You must be reborn, Jesus said.  You have to allow yourself to let go and become a new person - be re-formed inside the spiritual womb in order to be reborn into the person you've been designed all along to become.  There's certainly nothing wrong with being a caterpillar.  After all, that's one of the important stages of the metamorphosis process.  But we can't stay caterpillars because it's not in alignment with our ultimate destiny.  And the caterpillar that stays inside the cocoon ultimately dies, turning into a shriveled up, petrified skeleton.

We have to allow ourselves to go through the painful ordeal and struggle of letting go of whatever it is that might keep us from transitioning adequately to the next stage.  Often times these are limiting beliefs that if held onto disempower us from forward movement.  Some times they are relationships that are dragging us down or disempowering us spiritually or personally or emotionally and unless those relationships themselves are transformed or ultimately let go of, they continue holding us like heavy weights from running the race.  Most of the time, they are self-identities that are false or limiting or not accurate - we have become accustomed to connecting our sense of self with our productivity, or our accomplishments, or our connection to an organization, or our reputation with others, or our status in society - so that when those external circumstances change, we lose our sense of self and get side-lined and side-tracked and disillusioned.

Jesus said to that religious leader, if you want to enjoy life in the kingdom of God, you have to go through a radical transformation process that involves developing a whole new identity - a rediscovery of your true identity as a child of God who has inherent value, not based on your associations or accomplishments or reputations, but based upon who you truly are as that divine child.  Only then will you emerge from the cocoon, not as a bigger caterpillar, but as a beautiful, unique butterfly ready to lift off and soar into the skies of your ultimate God-given, God-designed purpose and destiny.  So maybe one of the most significant steps of being a caterpillar inside the cocoon is to learn how to embrace ourselves with love and compassion and acceptance for who we really are!

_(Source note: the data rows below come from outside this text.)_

pub mod grid;
pub mod plan_index;
pub mod view_window;

pub use grid::{CalendarGrid, GridCell, build_grid};
pub use plan_index::{IndexedDay, PlanIndex, build_index};
pub use view_window::ViewMode;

Our choice in life is to liquify or petrify.  Pretty starkly stated.  But clear.  It's okay to feel lost in the cocoon stage, to feel disoriented, to lose a sense of direction and purpose, to feel afraid and uncertain.  I certainly have in my times of radical transition and change.  But the good news is, that's all in preparation for the next stage.  As long as we don't let ourselves stay in status quo inside the cocoon - as long as we end up using that time to rethink, replan, reassess, refocus, restore, and embrace ourselves in the process - we'll be ready to emerge, not as bigger or different caterpillars, but as magnificent flying butterflies.  I'm all for that!